The article then went on to point out while “going green” during the last generation wasn’t something they thought of, that generation did return milk, soda and beer bottles for recycling. They bagged their groceries in brown paper bags and then reused them for book covers and other kinds of wrapping. Stairs were used instead of escalators or elevators in buildings, saving electric; and feet were used for transportation instead of cars to move a block or two down the street saving gas.
Cloth diapers were used instead of disposable, and hung on the line to dry and clothes were regularly handed down from child to child. Electric machines were not required for mixing in the kitchen, only one television set graced the home, which did not include a VCR, satellite receiver or game box, and a push lawn mower was used instead of gas ones, which helped with exercise so fitness clubs or electric exercise machines were not necessary.

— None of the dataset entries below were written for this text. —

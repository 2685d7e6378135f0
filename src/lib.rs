//! Scanflow is a scanline image-compositing engine.
//!
//! A directed acyclic graph of nodes computes image data one scanline at a time, on demand,
//! backed by a process-wide row cache that stays coherent under concurrent and overlapping
//! requests.
//!
//! # Pipeline overview
//!
//! 1. **Sort**: `Dag + output -> EvalOrder` (inputs before consumers)
//! 2. **Plan**: walk the order backwards, asking each node which region of each input it needs
//! 3. **Fetch**: one [`Interest`] per node pulls its rows through the [`RowCache`], computing
//!    misses on a bounded worker pool
//! 4. **Read**: the output node's rows come back pinned in a [`RenderOutput`]
//!
//! Cache invariants:
//!
//! - **Single-flight**: at most one computation per [`Fingerprint`] is in flight at a time.
//! - **Pinned rows are never evicted**: a [`RowPin`] keeps its row resident.
//! - **Versioned keys**: a node's version is part of every fingerprint, so edits never serve
//!   stale rows.
#![forbid(unsafe_code)]

mod cache;
mod config;
mod document;
mod engine;
mod foundation;
mod interest;
mod node;
mod ops;

#[cfg(test)]
#[path = "../tests/unit/support.rs"]
mod test_support;

pub use cache::fingerprint::{Fingerprint, FingerprintDigest};
pub use cache::row::{Row, RowPin};
pub use cache::store::{
    Begin, CacheOpts, CachePriority, CacheStats, Lookup, Probe, Reservation, RowCache,
};
pub use config::EngineConfig;
pub use document::{BuiltGraph, EdgeSpec, GraphDocument, NodeSpec, OpSpec};
pub use engine::dag::Dag;
pub use engine::driver::{Demand, Engine, EvalOrder};
pub use engine::output::{RenderOutput, RenderStats};
pub use foundation::core::{Channel, ChannelSet, FrameTime, NodeId, Region, XRange};
pub use foundation::error::{EngineError, EngineResult, RowError, RowFailure};
pub use interest::coordinator::{
    Interest, InterestEvent, InterestPhase, InterestStats, RowRequest,
};
pub use interest::pool::{WorkerOpts, WorkerPool};
pub use node::context::RowContext;
pub use node::instance::NodeInstance;
pub use node::{Node, VersionStamp, planar_buffer};
pub use ops::blur::{BoxBlur, MAX_BLUR_RADIUS};
pub use ops::color::{Grade, GradeParams, Invert};
pub use ops::merge::{MERGE_A, MERGE_B, Merge};
pub use ops::source::{Axis, Checkerboard, Constant, Ramp};
pub use ops::{Prioritized, Rgba};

The article continued with many more “practical” ways things were done that are completed very differently in our world today. Yet, it’s interesting to hear how “wasteful” the former generation was. “Waste” however, is in the eyes of the beholder! “Back in the day” “waste” wasn’t nearly a problem as it is today.
Because of our “disposable” world, trash dumps are overrun with waste from homes, that didn’t occur before the current “throw-away” world. Almost everything was used. We didn’t run to the grocery store and buy “instant” dinners in disposable containers or use an item once or twice and toss it away as un-useable. Statistic show 4.43 pounds of garbage is created on average by every person in the United States! That works out to 124 pounds a week for a family of four!1
Perhaps it’s true, we didn’t look at our efforts as “going green” so much as, it was just a way of life, because it’s what we had. I can relate to the examples used and reflect on the “quality of life” then and now. I have all the grand “conveniences” of today’s world. I use the escalator and even elevator, a dishwasher, clothes dryer and vacuum. I own an electric mixer (although most of the time I do still mix by hand), and have plenty of devices hooked to my television set! I wonder if they are reallly efficient or "wasteful" in other ways!
So I challenge you to reflect on ways you “go green.” Can you relate to the former generation or only today’s life style? Share your thoughts on “the green perspective.”